● **About this exercise**
Look through the material that follows and show every line with the string "data".

● **Supplied entries**
■ ■ ■ ■ ■

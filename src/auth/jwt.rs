//! JWT Token Handling
//! Mission: Mint signed tokens and verify them in a fixed, cheapest-first order

use crate::auth::{
    clock::Clock,
    errors::{AuthError, TokenError},
    models::Claims,
    revocation::RevocationRegistry,
};
use base64::{engine::general_purpose::URL_SAFE_NO_PAD, Engine as _};
use jsonwebtoken::{
    decode, encode, errors::ErrorKind, Algorithm, DecodingKey, EncodingKey, Header, Validation,
};
use rand::{rngs::OsRng, RngCore};
use serde::Deserialize;
use std::sync::Arc;
use std::time::Duration;
use tracing::debug;

/// The only algorithm this server issues or accepts.
pub const SIGNING_ALGORITHM: Algorithm = Algorithm::HS256;
const SIGNING_ALGORITHM_NAME: &str = "HS256";

/// Bytes of randomness per token id (128 bits).
const TOKEN_ID_BYTES: usize = 16;

/// Symmetric server secret, ready for both directions.
#[derive(Clone)]
pub struct SigningKey {
    encoding: EncodingKey,
    decoding: DecodingKey,
}

impl SigningKey {
    /// Fails with `SigningKeyUnavailable` when the secret is empty or blank.
    pub fn from_secret(secret: &str) -> Result<Self, AuthError> {
        if secret.trim().is_empty() {
            return Err(AuthError::SigningKeyUnavailable);
        }
        Ok(Self {
            encoding: EncodingKey::from_secret(secret.as_bytes()),
            decoding: DecodingKey::from_secret(secret.as_bytes()),
        })
    }
}

/// A freshly minted token together with the claims it carries.
#[derive(Debug, Clone)]
pub struct IssuedToken {
    pub token: String,
    pub claims: Claims,
}

/// Mints signed tokens with a fixed time-to-live.
pub struct TokenIssuer {
    key: SigningKey,
    /// `None` when the configured TTL does not fit in unix seconds.
    ttl_secs: Option<i64>,
    clock: Arc<dyn Clock>,
}

impl TokenIssuer {
    pub fn new(key: SigningKey, ttl: Duration, clock: Arc<dyn Clock>) -> Self {
        Self {
            key,
            ttl_secs: i64::try_from(ttl.as_secs()).ok(),
            clock,
        }
    }

    /// Issue a token for an already-authenticated subject.
    ///
    /// Fails with `InvalidTokenLifetime` rather than minting a token whose
    /// expiry would overflow.
    pub fn issue(&self, subject: &str) -> Result<IssuedToken, AuthError> {
        let iat = self.clock.now_ts();
        let exp = self
            .ttl_secs
            .and_then(|ttl| iat.checked_add(ttl))
            .ok_or(AuthError::InvalidTokenLifetime)?;
        let claims = Claims {
            sub: subject.to_string(),
            jti: new_token_id(),
            iat,
            exp,
        };

        let token = encode(&Header::new(SIGNING_ALGORITHM), &claims, &self.key.encoding)?;

        debug!(
            subject,
            token_id = %claims.jti,
            "Issued token, expires in {}s",
            exp - iat
        );

        Ok(IssuedToken { token, claims })
    }
}

/// 128 bits from the OS CSPRNG, hex encoded.
fn new_token_id() -> String {
    let mut bytes = [0u8; TOKEN_ID_BYTES];
    OsRng.fill_bytes(&mut bytes);
    hex::encode(bytes)
}

#[derive(Deserialize)]
struct RawHeader {
    alg: String,
}

/// Parses and checks tokens: structure, algorithm and signature, expiry, revocation.
pub struct TokenValidator {
    key: SigningKey,
    validation: Validation,
    revocations: Arc<RevocationRegistry>,
    clock: Arc<dyn Clock>,
}

impl TokenValidator {
    pub fn new(key: SigningKey, revocations: Arc<RevocationRegistry>, clock: Arc<dyn Clock>) -> Self {
        let mut validation = Validation::new(SIGNING_ALGORITHM);
        // Expiry is checked against our own clock, after the signature.
        validation.validate_exp = false;
        validation.validate_aud = false;
        validation.leeway = 0;
        validation.set_required_spec_claims(&["exp", "sub"]);

        Self {
            key,
            validation,
            revocations,
            clock,
        }
    }

    pub fn revocations(&self) -> &Arc<RevocationRegistry> {
        &self.revocations
    }

    pub fn clock(&self) -> &Arc<dyn Clock> {
        &self.clock
    }

    /// Full verification. Failures are reported in check order:
    /// `Malformed`, `BadSignature`, `Expired`, `Revoked`.
    pub fn verify(&self, token: &str) -> Result<Claims, TokenError> {
        let claims = self.verify_for_revocation(token)?;

        if claims.is_expired_at(self.clock.now_ts()) {
            return Err(TokenError::Expired);
        }
        if self.revocations.is_revoked(&claims.jti) {
            return Err(TokenError::Revoked);
        }

        Ok(claims)
    }

    /// Structure and signature only. Logout uses this so a token at or past
    /// its expiry can still be denylisted.
    pub fn verify_for_revocation(&self, token: &str) -> Result<Claims, TokenError> {
        check_structure(token)?;

        let data = decode::<Claims>(token, &self.key.decoding, &self.validation)
            .map_err(|e| classify(e.kind()))?;

        Ok(data.claims)
    }
}

/// Split into three segments, decode header and claims, and insist on our
/// algorithm before any MAC is computed.
fn check_structure(token: &str) -> Result<(), TokenError> {
    let mut parts = token.split('.');
    let (Some(header), Some(payload), Some(_signature), None) =
        (parts.next(), parts.next(), parts.next(), parts.next())
    else {
        return Err(TokenError::Malformed);
    };

    let header_bytes = URL_SAFE_NO_PAD
        .decode(header)
        .map_err(|_| TokenError::Malformed)?;
    let header: RawHeader =
        serde_json::from_slice(&header_bytes).map_err(|_| TokenError::Malformed)?;

    let payload_bytes = URL_SAFE_NO_PAD
        .decode(payload)
        .map_err(|_| TokenError::Malformed)?;
    let payload: serde_json::Value =
        serde_json::from_slice(&payload_bytes).map_err(|_| TokenError::Malformed)?;
    if !payload.is_object() {
        return Err(TokenError::Malformed);
    }

    // Algorithm confusion ("none", HS512, RS256 with our secret as a public key, ...).
    if header.alg != SIGNING_ALGORITHM_NAME {
        return Err(TokenError::BadSignature);
    }

    Ok(())
}

fn classify(kind: &ErrorKind) -> TokenError {
    match kind {
        ErrorKind::InvalidSignature
        | ErrorKind::InvalidAlgorithm
        | ErrorKind::InvalidAlgorithmName
        | ErrorKind::InvalidKeyFormat => TokenError::BadSignature,
        ErrorKind::ExpiredSignature => TokenError::Expired,
        _ => TokenError::Malformed,
    }
}

#[cfg(test)]
mod tests {
    use super::*;
    use crate::auth::clock::ManualClock;
    use chrono::Duration as ChronoDuration;
    use std::collections::HashSet;

    const SECRET: &str = "test-secret-key-12345";
    const TTL: Duration = Duration::from_secs(3600);

    struct Fixture {
        issuer: TokenIssuer,
        validator: TokenValidator,
        registry: Arc<RevocationRegistry>,
        clock: Arc<ManualClock>,
    }

    fn fixture() -> Fixture {
        let clock = Arc::new(ManualClock::starting_now());
        let registry = Arc::new(RevocationRegistry::new(clock.clone()));
        let key = SigningKey::from_secret(SECRET).unwrap();
        Fixture {
            issuer: TokenIssuer::new(key.clone(), TTL, clock.clone()),
            validator: TokenValidator::new(key, registry.clone(), clock.clone()),
            registry,
            clock,
        }
    }

    fn b64(json: &str) -> String {
        URL_SAFE_NO_PAD.encode(json.as_bytes())
    }

    #[test]
    fn test_issue_and_verify_round_trip() {
        let f = fixture();

        let issued = f.issuer.issue("user1").unwrap();
        assert!(!issued.token.is_empty());
        assert_eq!(issued.token.split('.').count(), 3);

        let claims = f.validator.verify(&issued.token).unwrap();
        assert_eq!(claims.sub, "user1");
        assert_eq!(claims, issued.claims);
        assert_eq!(claims.exp - claims.iat, 3600);
        assert_eq!(claims.iat, f.clock.now_ts());
    }

    #[test]
    fn test_token_ids_are_unique_and_128_bit() {
        let f = fixture();
        let mut seen = HashSet::new();

        for _ in 0..1000 {
            let issued = f.issuer.issue("user1").unwrap();
            assert_eq!(issued.claims.jti.len(), TOKEN_ID_BYTES * 2);
            assert!(issued.claims.jti.chars().all(|c| c.is_ascii_hexdigit()));
            assert!(seen.insert(issued.claims.jti));
        }
    }

    #[test]
    fn test_expired_after_ttl() {
        let f = fixture();
        let issued = f.issuer.issue("user1").unwrap();

        f.clock.advance(ChronoDuration::seconds(3599));
        assert!(f.validator.verify(&issued.token).is_ok());

        f.clock.advance(ChronoDuration::seconds(1));
        assert_eq!(f.validator.verify(&issued.token), Err(TokenError::Expired));

        // Signature is still good.
        assert!(f.validator.verify_for_revocation(&issued.token).is_ok());
    }

    #[test]
    fn test_oversized_ttl_is_refused() {
        let f = fixture();
        let key = SigningKey::from_secret(SECRET).unwrap();

        // Does not fit in i64 seconds.
        let huge = TokenIssuer::new(key.clone(), Duration::from_secs(u64::MAX), f.clock.clone());
        assert!(matches!(
            huge.issue("user1"),
            Err(AuthError::InvalidTokenLifetime)
        ));

        // Fits, but iat + ttl overflows.
        let overflowing = TokenIssuer::new(
            key.clone(),
            Duration::from_secs(i64::MAX as u64),
            f.clock.clone(),
        );
        assert!(matches!(
            overflowing.issue("user1"),
            Err(AuthError::InvalidTokenLifetime)
        ));

        // Largest configurable lifetime still yields a live token.
        let longest = TokenIssuer::new(
            key,
            Duration::from_secs(crate::config::MAX_TOKEN_TTL_SECS),
            f.clock.clone(),
        );
        let issued = longest.issue("user1").unwrap();
        assert_eq!(
            issued.claims.exp - issued.claims.iat,
            crate::config::MAX_TOKEN_TTL_SECS as i64
        );
        assert!(f.validator.verify(&issued.token).is_ok());
    }

    #[test]
    fn test_altered_signature_is_bad_signature() {
        let f = fixture();
        let issued = f.issuer.issue("user1").unwrap();

        let (message, signature) = issued.token.rsplit_once('.').unwrap();
        let mut sig: Vec<char> = signature.chars().collect();
        let mid = sig.len() / 2;
        sig[mid] = if sig[mid] == 'A' { 'B' } else { 'A' };
        let forged = format!("{}.{}", message, sig.into_iter().collect::<String>());

        assert_eq!(f.validator.verify(&forged), Err(TokenError::BadSignature));

        // Even once expired, a forged signature is reported as such.
        f.clock.advance(ChronoDuration::hours(2));
        assert_eq!(f.validator.verify(&forged), Err(TokenError::BadSignature));
    }

    #[test]
    fn test_altered_claims_is_bad_signature() {
        let f = fixture();
        let issued = f.issuer.issue("user1").unwrap();
        let parts: Vec<&str> = issued.token.split('.').collect();

        let forged_claims = b64(&format!(
            r#"{{"sub":"admin","jti":"{}","iat":{},"exp":{}}}"#,
            issued.claims.jti, issued.claims.iat, issued.claims.exp
        ));
        let forged = format!("{}.{}.{}", parts[0], forged_claims, parts[2]);

        assert_eq!(f.validator.verify(&forged), Err(TokenError::BadSignature));
    }

    #[test]
    fn test_different_secrets_reject() {
        let f = fixture();
        let other = TokenIssuer::new(
            SigningKey::from_secret("another-secret").unwrap(),
            TTL,
            f.clock.clone(),
        );

        let issued = other.issue("user1").unwrap();
        assert_eq!(f.validator.verify(&issued.token), Err(TokenError::BadSignature));
    }

    #[test]
    fn test_algorithm_none_rejected() {
        let f = fixture();
        let now = f.clock.now_ts();
        let token = format!(
            "{}.{}.",
            b64(r#"{"alg":"none","typ":"JWT"}"#),
            b64(&format!(
                r#"{{"sub":"user1","jti":"x","iat":{},"exp":{}}}"#,
                now,
                now + 60
            ))
        );

        assert_eq!(f.validator.verify(&token), Err(TokenError::BadSignature));
    }

    #[test]
    fn test_other_hmac_algorithm_rejected() {
        let f = fixture();
        let now = f.clock.now_ts();
        let claims = Claims {
            sub: "user1".to_string(),
            jti: "abc".to_string(),
            iat: now,
            exp: now + 60,
        };
        // Same secret, different algorithm.
        let token = encode(
            &Header::new(Algorithm::HS512),
            &claims,
            &EncodingKey::from_secret(SECRET.as_bytes()),
        )
        .unwrap();

        assert_eq!(f.validator.verify(&token), Err(TokenError::BadSignature));
    }

    #[test]
    fn test_malformed_tokens() {
        let f = fixture();
        let issued = f.issuer.issue("user1").unwrap();
        let parts: Vec<&str> = issued.token.split('.').collect();

        let cases = vec![
            String::new(),
            "invalid.token.here".to_string(),
            "not-a-jwt".to_string(),
            format!("{}.{}", parts[0], parts[1]),
            format!("{}.{}.{}.extra", parts[0], parts[1], parts[2]),
            format!("{}.{}.{}", b64("[1,2,3]"), parts[1], parts[2]),
            format!("{}.{}.{}", b64(r#"{"typ":"JWT"}"#), parts[1], parts[2]),
            format!("{}.{}.{}", parts[0], b64("\"just a string\""), parts[2]),
            format!("{}.%%%.{}", parts[0], parts[2]),
        ];

        for token in cases {
            assert_eq!(
                f.validator.verify(&token),
                Err(TokenError::Malformed),
                "token {:?}",
                token
            );
        }
    }

    #[test]
    fn test_signed_but_incomplete_claims_is_malformed() {
        let f = fixture();
        #[derive(serde::Serialize)]
        struct Partial {
            sub: String,
            exp: i64,
        }
        let token = encode(
            &Header::new(SIGNING_ALGORITHM),
            &Partial {
                sub: "user1".to_string(),
                exp: f.clock.now_ts() + 60,
            },
            &EncodingKey::from_secret(SECRET.as_bytes()),
        )
        .unwrap();

        assert_eq!(f.validator.verify(&token), Err(TokenError::Malformed));
    }

    #[test]
    fn test_revoked_token_rejected() {
        let f = fixture();
        let issued = f.issuer.issue("user1").unwrap();
        let sibling = f.issuer.issue("user1").unwrap();

        f.registry.add(&issued.claims.jti, issued.claims.exp);

        assert_eq!(f.validator.verify(&issued.token), Err(TokenError::Revoked));
        // Only that token id is affected.
        assert!(f.validator.verify(&sibling.token).is_ok());
    }

    #[test]
    fn test_expired_and_revoked_reports_expired() {
        let f = fixture();
        let issued = f.issuer.issue("user1").unwrap();
        f.registry.add(&issued.claims.jti, issued.claims.exp);

        f.clock.advance(ChronoDuration::seconds(3600));
        assert_eq!(f.validator.verify(&issued.token), Err(TokenError::Expired));

        // Pruning the entry does not change the outcome.
        assert_eq!(f.registry.prune_expired(), 1);
        assert_eq!(f.validator.verify(&issued.token), Err(TokenError::Expired));
    }

    #[test]
    fn test_missing_secret_is_unavailable() {
        assert!(matches!(
            SigningKey::from_secret(""),
            Err(AuthError::SigningKeyUnavailable)
        ));
        assert!(matches!(
            SigningKey::from_secret("   "),
            Err(AuthError::SigningKeyUnavailable)
        ));
    }
}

■ ■ ■ ■ ■

● **Response to the task**
        let data = decode::<Claims>(token, &self.key.decoding, &self.validation)
        Ok(data.claims)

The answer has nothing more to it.